■ **INSTRUCTIONS FOR THE TASK**
Every line of the data that includes "beginning" should be copied out.

■ **Data excerpts**

========

#[cfg(test)]
mod tests {
    use super::*;
    use crate::blob::InMemoryBlobStore;
    use crate::location::{Credentials, RequestOptions};
    use tempfile::tempdir;

    #[tokio::test]
    async fn uploads_a_flat_directory() {
        let dir = tempdir().unwrap();
        std::fs::write(dir.path().join("a.txt"), b"aaa").unwrap();
        std::fs::write(dir.path().join("b.txt"), b"bb").unwrap();
        std::fs::create_dir(dir.path().join("sub")).unwrap();
        std::fs::write(dir.path().join("sub/c.txt"), b"c").unwrap();

        let store = Arc::new(InMemoryBlobStore::new());
        let pool = Arc::new(CellPool::with_cell_count(8));
        let config = crate::config::EngineConfig::default();
        let transfer_scheduler = TransferScheduler::new(&config, Arc::clone(&pool));
        let listing_scheduler = ListingScheduler::new(4);

        let transfer = DirectoryTransfer::new(
            TransferLocation::LocalDirectoryPath { dir: dir.path().to_path_buf() },
            TransferLocation::RemoteBlobDirectory {
                container_uri: "container".to_string(),
                prefix: String::new(),
                credentials: Credentials { token: "t".into() },
                request_options: RequestOptions::default(),
            },
            TransferMethod::SyncCopy,
            TransferContext::default(),
            true,
            4,
        );

        transfer
            .execute(store.clone(), pool, transfer_scheduler, listing_scheduler)
            .await
            .unwrap();

        let snap = transfer.progress().snapshot();
        assert_eq!(snap.files_transferred, 3);
        assert_eq!(store.read("container/a.txt").unwrap(), b"aaa");
        assert_eq!(store.read("container/sub/c.txt").unwrap(), b"c");
    }

    /// S4: a zero-byte `hdi_isfolder` marker at `sub/` creates the local
    /// `sub/` directory with no data written, and is not counted as a
    /// transferred file.
    #[tokio::test]
    async fn directory_marker_blob_creates_local_directory() {
        let dest_dir = tempdir().unwrap();

        let store = Arc::new(InMemoryBlobStore::new());
        store.seed("container/root.txt", b"root".to_vec(), crate::location::BlobType::Block);
        store.seed_directory_marker("container/sub/");

        let pool = Arc::new(CellPool::with_cell_count(8));
        let config = crate::config::EngineConfig::default();
        let transfer_scheduler = TransferScheduler::new(&config, Arc::clone(&pool));
        let listing_scheduler = ListingScheduler::new(4);

        let transfer = DirectoryTransfer::new(
            TransferLocation::RemoteBlobDirectory {
                container_uri: "container".to_string(),
                prefix: String::new(),
                credentials: Credentials { token: "t".into() },
                request_options: RequestOptions::default(),
            },
            TransferLocation::LocalDirectoryPath { dir: dest_dir.path().to_path_buf() },
            TransferMethod::SyncCopy,
            TransferContext::default(),
            true,
            4,
        );

        transfer
            .execute(store.clone(), pool, transfer_scheduler, listing_scheduler)
            .await
            .unwrap();

        let snap = transfer.progress().snapshot();
        assert_eq!(snap.files_transferred, 1, "only root.txt is a real file");
        assert!(dest_dir.path().join("sub").is_dir());
        assert_eq!(
            std::fs::read(dest_dir.path().join("root.txt")).unwrap(),
            b"root"
        );
    }
}
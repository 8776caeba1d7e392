//! List-continuation tokens (C4)
//!
//! An opaque, serializable resume point for an enumerator. Resuming
//! enumeration with a token yields exactly the entries that would have
//! followed had enumeration not been interrupted.

use serde::{Deserialize, Serialize};

/// Resume point for a local-filesystem enumerator: the lexicographically
/// last relative path already yielded at each directory-stack depth. A
/// local enumerator re-opens each directory in the stack, skips entries
/// lexicographically less-than-or-equal to the recorded marker, and resumes
/// from there — cheaper than remembering every already-seen name.
#[derive(Debug, Clone, Default, PartialEq, Eq, Serialize, Deserialize)]
pub struct ContinuationToken {
    /// One marker per directory-stack level, root first.
    markers: Vec<String>,
}

impl ContinuationToken {
    /// The empty token: enumeration starts from the beginning.
    pub fn start() -> Self {
        Self::default()
    }

    /// Whether this token represents "start from the beginning".
    pub fn is_start(&self) -> bool {
        self.markers.is_empty()
    }

    /// Depth (directory nesting level) this token resumes at.
    pub fn depth(&self) -> usize {
        self.markers.len()
    }

    /// Marker for a given stack depth, if recorded.
    pub fn marker_at(&self, depth: usize) -> Option<&str> {
        self.markers.get(depth).map(String::as_str)
    }

    /// Produce a new token recording that `last_yielded` at `depth` is the
    /// last entry the caller has observed, truncating any deeper markers
    /// (they no longer apply once an ancestor level advances).
    pub fn advance(&self, depth: usize, last_yielded: &str) -> Self {
        let mut markers = self.markers.clone();
        markers.truncate(depth);
        markers.resize(depth, String::new());
        markers.push(last_yielded.to_string());
        Self { markers }
    }

    /// Serialize to the opaque byte form stored in the journal's
    /// sub-directory relative-path slots.
    pub fn to_bytes(&self) -> Vec<u8> {
        bincode::serialize(self).expect("ContinuationToken always serializes")
    }

    /// Deserialize from the opaque byte form.
    pub fn from_bytes(bytes: &[u8]) -> Option<Self> {
        bincode::deserialize(bytes).ok()
    }
}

========

■ **ANSWER SECTION**
    /// The empty token: enumeration starts from the beginning.
    /// Whether this token represents "start from the beginning".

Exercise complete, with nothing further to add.